The rapid increase in critical thermal maximum (CTmax) in fish (or other animals), previously exposed to critically high temperature is termed ‘heat hardening’, which likely represents a key strategy to cope with increasingly extreme environments. The physiological mechanisms that determine acute thermal tolerance, and the underlying pathways facilitating heat hardening, remain debated. It has been posited, however, that exposure to high temperature is associated with tissue hypoxia and may be associated with increased expression of hypoxia-inducible factor-1 (Hif-1).
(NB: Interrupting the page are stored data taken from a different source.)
//! Endpoint → required-permission resolution.
//!
//! The engine treats the map as a collaborator: exactly one permission per
//! call, deterministic in its inputs. [`RoutePermissionMap`] is the table-driven
//! implementation the gateway ships with; any closure with the right shape
//! works too.

use std::fs::File;
use std::io::{BufReader, Read};
use std::path::Path;

use serde::{Deserialize, Serialize};

use crate::constants::{SOURCE_CONTENT_KINDS, permissions as perm};
use crate::error::{AccessError, Result};
use crate::types::request::trim_endpoint;
use crate::types::{App, CallerIdentity, Method, RequestContext, ResourceType};

/// Resolves the permission keyword a request requires.
pub trait PermissionMap {
    fn required_permission(
        &self,
        context: &RequestContext,
        resource_type: ResourceType,
        caller: &CallerIdentity,
    ) -> Result<String>;
}

impl<F> PermissionMap for F
where
    F: Fn(&RequestContext, ResourceType, &CallerIdentity) -> Result<String>,
{
    fn required_permission(
        &self,
        context: &RequestContext,
        resource_type: ResourceType,
        caller: &CallerIdentity,
    ) -> Result<String> {
        self(context, resource_type, caller)
    }
}

/// One row of the route table.
///
/// `path` is matched segment by segment: `{name}` matches any single segment
/// and a trailing `*` matches whatever remains, including nothing.
#[derive(Debug, Clone, PartialEq, Eq, Serialize, Deserialize)]
pub struct RouteRule {
    pub method: Method,
    pub path: String,
    #[serde(default, skip_serializing_if = "Option::is_none")]
    pub app: Option<String>,
    #[serde(default, skip_serializing_if = "Option::is_none")]
    pub authenticated: Option<bool>,
    #[serde(default, skip_serializing_if = "Option::is_none")]
    pub resource_type: Option<ResourceType>,
    pub permission: String,
}

impl RouteRule {
    pub fn new(method: Method, path: impl Into<String>, permission: impl Into<String>) -> Self {
        Self {
            method,
            path: path.into(),
            app: None,
            authenticated: None,
            resource_type: None,
            permission: permission.into(),
        }
    }

    #[must_use]
    pub fn for_app(mut self, app: App) -> Self {
        self.app = Some(app.as_str().to_string());
        self
    }

    #[must_use]
    pub fn when_authenticated(mut self, authenticated: bool) -> Self {
        self.authenticated = Some(authenticated);
        self
    }

    #[must_use]
    pub fn for_resource_type(mut self, resource_type: ResourceType) -> Self {
        self.resource_type = Some(resource_type);
        self
    }

    fn matches(
        &self,
        context: &RequestContext,
        resource_type: ResourceType,
        caller: &CallerIdentity,
    ) -> bool {
        self.method == context.method
            && self
                .app
                .as_ref()
                .is_none_or(|app| context.app.as_ref() == Some(app))
            && self
                .authenticated
                .is_none_or(|required| caller.is_authenticated() == required)
            && self
                .resource_type
                .is_none_or(|expected| expected == resource_type)
            && path_matches(&self.path, &context.endpoint)
    }
}

fn path_matches(template: &str, endpoint: &str) -> bool {
    let mut expected = trim_endpoint(template).split('/');
    let mut actual = trim_endpoint(endpoint).split('/');
    loop {
        match (expected.next(), actual.next()) {
            (Some("*"), _) => return expected.next().is_none(),
            (Some(pattern), Some(segment)) => {
                let is_placeholder = pattern.starts_with('{') && pattern.ends_with('}');
                if is_placeholder {
                    if segment.is_empty() {
                        return false;
                    }
                } else if pattern != segment {
                    return false;
                }
            }
            (None, None) => return true,
            _ => return false,
        }
    }
}

/// Ordered route table; the first matching rule decides the permission.
#[derive(Debug, Clone, Default, PartialEq, Eq, Serialize, Deserialize)]
pub struct RoutePermissionMap {
    routes: Vec<RouteRule>,
}

impl RoutePermissionMap {
    #[must_use]
    pub fn new(routes: Vec<RouteRule>) -> Self {
        Self { routes }
    }

    pub fn from_json_str(raw: &str) -> Result<Self> {
        Ok(serde_json::from_str(raw)?)
    }

    pub fn from_json_reader<R: Read>(reader: R) -> Result<Self> {
        Ok(serde_json::from_reader(reader)?)
    }

    pub fn from_json_file<P: AsRef<Path>>(path: P) -> Result<Self> {
        let file = File::open(path.as_ref())?;
        Self::from_json_reader(BufReader::new(file))
    }

    pub fn push(&mut self, rule: RouteRule) {
        self.routes.push(rule);
    }

    #[must_use]
    pub fn routes(&self) -> &[RouteRule] {
        &self.routes
    }

    /// Route table for the gateway's endpoint families.
    #[must_use]
    pub fn builtin() -> Self {
        let mut routes = Vec::new();

        for collection in ["contents", "languages", "licenses", "versions"] {
            let path = format!("/v2/{collection}");
            routes.push(
                RouteRule::new(Method::Get, path.clone(), perm::VIEW_ON_WEB)
                    .for_app(App::VachanOnline),
            );
            routes.push(RouteRule::new(Method::Get, path.clone(), perm::READ_VIA_API));
            routes.push(RouteRule::new(Method::Post, path.clone(), perm::CREATE));
            routes.push(RouteRule::new(Method::Put, path, perm::EDIT));
        }

        routes.push(
            RouteRule::new(Method::Get, "/v2/sources", perm::READ_VIA_VACHANADMIN)
                .for_app(App::VachanAdmin),
        );
        routes.push(
            RouteRule::new(Method::Get, "/v2/sources", perm::VIEW_ON_WEB).for_app(App::VachanOnline),
        );
        routes.push(
            RouteRule::new(Method::Get, "/v2/sources", perm::REFER_FOR_TRANSLATION)
                .for_app(App::Autographa),
        );
        routes.push(RouteRule::new(Method::Get, "/v2/sources", perm::READ_VIA_API));
        routes.push(RouteRule::new(Method::Post, "/v2/sources", perm::CREATE));
        routes.push(RouteRule::new(Method::Put, "/v2/sources", perm::EDIT));

        for kind in SOURCE_CONTENT_KINDS {
            let path = format!("/v2/{kind}/*");
            routes.push(
                RouteRule::new(Method::Get, path.clone(), perm::VIEW_ON_WEB)
                    .for_app(App::VachanOnline),
            );
            routes.push(
                RouteRule::new(Method::Get, path.clone(), perm::READ_VIA_VACHANADMIN)
                    .for_app(App::VachanAdmin),
            );
            routes.push(RouteRule::new(Method::Get, path.clone(), perm::READ_VIA_API));
            routes.push(RouteRule::new(Method::Post, path.clone(), perm::CREATE));
            routes.push(RouteRule::new(Method::Put, path.clone(), perm::EDIT));
            routes.push(RouteRule::new(Method::Delete, path, perm::EDIT));
        }

        routes.extend([
            RouteRule::new(Method::Get, "/v2/autographa/projects", perm::VIEW_PROJECT),
            RouteRule::new(Method::Post, "/v2/autographa/projects", perm::CREATE),
            RouteRule::new(Method::Put, "/v2/autographa/projects", perm::EDIT_SETTINGS),
            RouteRule::new(Method::Post, "/v2/autographa/project/user", perm::CREATE_USER),
            RouteRule::new(Method::Put, "/v2/autographa/project/user", perm::CREATE_USER),
            RouteRule::new(Method::Get, "/v2/autographa/project/settings", perm::READ_SETTINGS),
            RouteRule::new(Method::Get, "/v2/autographa/project/*", perm::READ_DRAFT),
            RouteRule::new(Method::Put, "/v2/autographa/project/*", perm::EDIT_DRAFT),
            RouteRule::new(Method::Post, "/v2/autographa/project/*", perm::EDIT_DRAFT),
        ]);

        routes.extend([
            RouteRule::new(Method::Post, "/v2/user/register", perm::CREATE),
            RouteRule::new(Method::Post, "/v2/user/login", perm::LOGIN),
            RouteRule::new(Method::Get, "/v2/user/login", perm::LOGIN),
            RouteRule::new(Method::Post, "/v2/user/logout", perm::LOGOUT),
            RouteRule::new(Method::Get, "/v2/user/logout", perm::LOGOUT),
            RouteRule::new(Method::Put, "/v2/user/userrole", perm::EDIT_ROLE),
            RouteRule::new(Method::Delete, "/v2/user/delete-identity", perm::DELETE_OR_DEACTIVATE),
            RouteRule::new(Method::Get, "/v2/user/*", perm::VIEW_PROFILE),
            RouteRule::new(Method::Put, "/v2/user/*", perm::EDIT_DATA),
            RouteRule::new(Method::Delete, "/v2/user/*", perm::DELETE_OR_DEACTIVATE),
        ]);

        routes.extend([
            RouteRule::new(Method::Get, "/v2/translation/*", perm::READ),
            RouteRule::new(Method::Post, "/v2/translation/*", perm::PROCESS),
            RouteRule::new(Method::Put, "/v2/translation/*", perm::PROCESS),
        ]);

        Self { routes }
    }
}

impl PermissionMap for RoutePermissionMap {
    fn required_permission(
        &self,
        context: &RequestContext,
        resource_type: ResourceType,
        caller: &CallerIdentity,
    ) -> Result<String> {
        self.routes
            .iter()
            .find(|rule| rule.matches(context, resource_type, caller))
            .map(|rule| rule.permission.clone())
            .ok_or_else(|| AccessError::UnmappedEndpoint {
                method: context.method.to_string(),
                endpoint: context.endpoint.clone(),
            })
    }
}

#[cfg(test)]
mod tests {
    use super::*;

    fn permission(map: &RoutePermissionMap, context: &RequestContext) -> Result<String> {
        map.required_permission(context, ResourceType::Content, &CallerIdentity::default())
    }

    #[test]
    fn placeholders_and_wildcards_match_segments() {
        assert!(path_matches("/v2/bibles/*", "/v2/bibles/en_KJV_1_bible/books"));
        assert!(path_matches("/v2/bibles/*", "/v2/bibles"));
        assert!(path_matches("/v2/user/{id}", "/v2/user/U1"));
        assert!(!path_matches("/v2/user/{id}", "/v2/user/U1/roles"));
        assert!(!path_matches("/v2/sources", "/v2/sources/extra"));
        assert!(path_matches("/v2/sources", "/v2/sources/"));
    }

    #[test]
    fn app_specific_rule_wins_over_generic() {
        let map = RoutePermissionMap::builtin();
        let admin = RequestContext::new("GET", "/v2/sources").with_app("VachanAdmin");
        assert_eq!(permission(&map, &admin).unwrap(), perm::READ_VIA_VACHANADMIN);
        let api = RequestContext::new("GET", "/v2/sources");
        assert_eq!(permission(&map, &api).unwrap(), perm::READ_VIA_API);
    }

    #[test]
    fn source_content_post_requires_create() {
        let map = RoutePermissionMap::builtin();
        let ctx = RequestContext::new("POST", "/v2/bibles/en_KJV_1_bible/books");
        assert_eq!(permission(&map, &ctx).unwrap(), perm::CREATE);
    }

    #[test]
    fn unmapped_route_is_an_internal_error() {
        let map = RoutePermissionMap::builtin();
        let err = permission(&map, &RequestContext::new("PATCH", "/v2/nowhere")).unwrap_err();
        assert!(matches!(err, AccessError::UnmappedEndpoint { .. }));
        assert!(!err.is_denial());
    }

    #[test]
    fn authenticated_flag_selects_rule() {
        let map = RoutePermissionMap::new(vec![
            RouteRule::new(Method::Get, "/v2/x", "edit").when_authenticated(true),
            RouteRule::new(Method::Get, "/v2/x", "read-via-api"),
        ]);
        let ctx = RequestContext::new("GET", "/v2/x");
        let anonymous = CallerIdentity::anonymous(None);
        let registered = CallerIdentity::authenticated("U1", ["VachanUser"]);
        assert_eq!(
            map.required_permission(&ctx, ResourceType::Content, &anonymous).unwrap(),
            "read-via-api"
        );
        assert_eq!(
            map.required_permission(&ctx, ResourceType::Content, &registered).unwrap(),
            "edit"
        );
    }
}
We studied acute thermal tolerance in zebrafish lacking functional Hif-1α paralogs (Hif-1aa and Hif-1ab double knockout; Hif-1α-/-), which are known to exhibit markedly reduced hypoxia tolerance. We hypothesised that Hif-1α-/- zebrafish would suffer reduced acute thermal tolerance relative to wild-types and that the heat hardening ability would be lost. On the contrary, we observed that Hif-1α-/- and wild-type fish did not differ in CTmax, and both genotypes exhibited heat hardening of a similar degree when CTmax was re-tested 48 h later. Despite exhibiting impaired hypoxia tolerance (based on loss of equilibrium experiments), Hif-1α-/- zebrafish display unaltered thermal tolerance, suggesting that these traits are not necessarily functionally associated. Hif-1α is accordingly not required for short-term acclimation in the form of heat hardening.

Critical thermal maximum (CTmax) trials in wild-type and Hif-1a knockout zebrafish. CTmax2 was conducted 48 h after CTmax1. Hypoxia tolerance determined as time to loss of equilibrium during hypoxia expsoure.